Egg Whites

There are situations in life that are a million sizes too big for me. I’m reminded of this every time I hear of a trauma—a death, an illness, etc.—that breaks the heart and numbs the mind. If I knew what to say to the hurting at such times, I’d say it. But rarely do I know what to say. Not so long ago when I knew it all, I always had something to say, no matter how stupid or inane. Like Peter, I would talk even when I didn’t know what I was talking about (Luke 9.33). I’ve finally come to learn that rather than saying something that might add to another’s anguish, it’s always best to be slow to speak.

In a single day, that good and great man Job lost it all: his children, his health, his wealth, marital support, and more. Three friends came to comfort him, and for a week they sat, saying nothing. It was the best thing they did, for when they started talking they only added to his misery. They gave him this advice and that advice, they scolded, they accused, they argued, they explained rather than encouraged, they listened with their ears but not with their hearts. They were worthless physicians, wrong in both their diagnosis and remedy (Job 13.4).  At one point in the back and forth, Job compared their pratings to egg whites: “what is more tasteless,” he asked, “than the white of an egg?” (Job 6.6).

Suffering can do strange things to people, especially the suffering that comes to those who haven’t broken the rules and who tried their best to keep the rules. At such times, the hurting say and do things they’d never say or do under normal circumstances. They ask questions for which they’re not seeking answers; they express doubt; they accuse God; they shrug their shoulders in a “What’s the use?” gesture. In all this, they’re not looking for a debate but for a friend who will let them vent their agony without being critical, who will help them stay on their feet through the ordeal.

Those who are drowning in sorrow should have the right to be spared our cheap clichés and empty banalities that do nothing to encourage their hope or strengthen their soul. I know we often feel like we should say something, but when we can come up with nothing more than: “It could have been worse”; “it can’t get any worse”; “it couldn’t be helped”; “it is God’s will”; and “if I can be of help, just give me a call,” we are offering what does not help.

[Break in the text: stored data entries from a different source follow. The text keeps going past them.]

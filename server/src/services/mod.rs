// quinta_server/src/services/mod.rs

pub mod sessions;
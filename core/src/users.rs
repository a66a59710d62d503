// quinta/src/users.rs

//! Back-office system accounts.

use crate::confirm::{Confirm, Removal};
use crate::error::{QuintaError, QuintaResult};
use crate::ids::mint_id;
use crate::models::{Permission, User, UserDraft, UserPatch};
use argon2::{
  password_hash::{rand_core::OsRng, PasswordHash, PasswordHasher, PasswordVerifier, SaltString},
  Argon2,
};
use chrono::{DateTime, Utc};
use serde::{Deserialize, Serialize};
use tracing::{debug, error, info, instrument};

/// Hashes a plain-text password with Argon2 and a fresh random salt.
#[instrument(name = "users::hash_password", skip(password), err(Display))]
pub fn hash_password(password: &str) -> QuintaResult<String> {
  if password.is_empty() {
    return Err(QuintaError::Validation("Password cannot be empty".to_string()));
  }
  let salt = SaltString::generate(&mut OsRng);
  Argon2::default()
    .hash_password(password.as_bytes(), &salt)
    .map(|hash| hash.to_string())
    .map_err(|argon_err| {
      error!(error = %argon_err, "Argon2 password hashing failed.");
      QuintaError::PasswordHash(argon_err.to_string())
    })
}

/// Checks a plain-text password against a stored Argon2 hash. A mismatch is
/// `Ok(false)`; an unparseable hash is an error.
pub fn verify_password(stored_hash: &str, provided: &str) -> QuintaResult<bool> {
  let parsed = PasswordHash::new(stored_hash).map_err(|e| QuintaError::PasswordHash(e.to_string()))?;
  match Argon2::default().verify_password(provided.as_bytes(), &parsed) {
    Ok(()) => Ok(true),
    Err(argon2::password_hash::Error::Password) => Ok(false),
    Err(other) => Err(QuintaError::PasswordHash(other.to_string())),
  }
}

#[derive(Debug, Clone, Default, PartialEq, Serialize, Deserialize)]
#[serde(transparent)]
pub struct UserDirectory {
  users: Vec<User>,
}

impl UserDirectory {
  pub fn new(users: Vec<User>) -> Self {
    Self { users }
  }

  pub fn users(&self) -> &[User] {
    &self.users
  }

  pub fn len(&self) -> usize {
    self.users.len()
  }

  pub fn is_empty(&self) -> bool {
    self.users.is_empty()
  }

  pub fn get(&self, id: u64) -> Option<&User> {
    self.users.iter().find(|u| u.id == id)
  }

  pub fn find_by_username(&self, username: &str) -> Option<&User> {
    self.users.iter().find(|u| u.username == username)
  }

  /// `false` for unknown users.
  pub fn has_permission(&self, id: u64, permission: Permission) -> bool {
    self.get(id).is_some_and(|u| u.has_permission(permission))
  }

  #[instrument(name = "users::create", skip(self, draft, now), fields(username = %draft.username), err(Display))]
  pub fn create(&mut self, draft: UserDraft, now: DateTime<Utc>) -> QuintaResult<&User> {
    let username = draft.username.trim().to_string();
    if username.is_empty() {
      return Err(QuintaError::Validation("Username cannot be empty".to_string()));
    }
    if self.find_by_username(&username).is_some() {
      return Err(QuintaError::Validation(format!("Username '{}' is already taken", username)));
    }
    let password_hash = hash_password(&draft.password)?;
    let user = User {
      id: mint_id(self.users.iter().map(|u| u.id), now),
      display_name: draft
        .display_name
        .filter(|d| !d.trim().is_empty())
        .unwrap_or_else(|| username.clone()),
      username,
      password_hash,
      role: draft.role,
      category: draft.category,
      created_at: now.date_naive(),
      permissions: draft.permissions,
    };
    info!(user_id = user.id, "System user created.");
    self.users.push(user);
    Ok(&self.users[self.users.len() - 1])
  }

  /// Applies an edit. A new password is hashed before anything is written.
  pub fn update(&mut self, id: u64, patch: UserPatch) -> QuintaResult<&User> {
    let new_hash = patch.password.as_deref().map(hash_password).transpose()?;
    let user = self
      .users
      .iter_mut()
      .find(|u| u.id == id)
      .ok_or_else(|| QuintaError::not_found("User", id))?;
    if let Some(hash) = new_hash {
      user.password_hash = hash;
    }
    if let Some(role) = patch.role {
      user.role = role;
    }
    if let Some(category) = patch.category {
      user.category = Some(category);
    }
    if let Some(display_name) = patch.display_name {
      user.display_name = display_name;
    }
    if let Some(permissions) = patch.permissions {
      user.permissions = permissions;
    }
    debug!(user_id = id, "System user updated.");
    Ok(user)
  }

  /// Nobody may delete the account they are acting as.
  pub fn delete(&mut self, id: u64, acting_user_id: u64, confirm: &dyn Confirm) -> QuintaResult<Removal<User>> {
    if id == acting_user_id {
      return Err(QuintaError::SelfDeletion { user_id: id });
    }
    let Some(position) = self.users.iter().position(|u| u.id == id) else {
      return Ok(Removal::Missing);
    };
    if !confirm.confirm(&format!("Remover o usuário {}?", self.users[position].username)) {
      return Ok(Removal::Declined);
    }
    Ok(Removal::Removed(self.users.remove(position)))
  }

  pub(crate) fn relabel(&mut self, old: &str, new: &str) -> usize {
    let mut changed = 0;
    for user in self.users.iter_mut().filter(|u| u.category.as_deref() == Some(old)) {
      user.category = Some(new.to_string());
      changed += 1;
    }
    changed
  }
}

Mark Rutherford said that on holidays, the boys in the little village of Cowfold, England, would hike three miles out to the main road just to see the sign that read, “To London.” That finger post, of course, wasn’t London, but to those boys who looked for a city greater than Cowfold, it was the next best thing.

When the time finally comes for us to say something to those in deep pain, we can’t give them heaven, but by speaking of the great and precious promises of glory, we can give them the next best thing. When they are able to hear us, let us remind them that the pain they are feeling cannot touch the best part of them, and that He who blessed them once will do so again—surely, words like these are not bland, insipid egg whites, but grace seasoned with salt.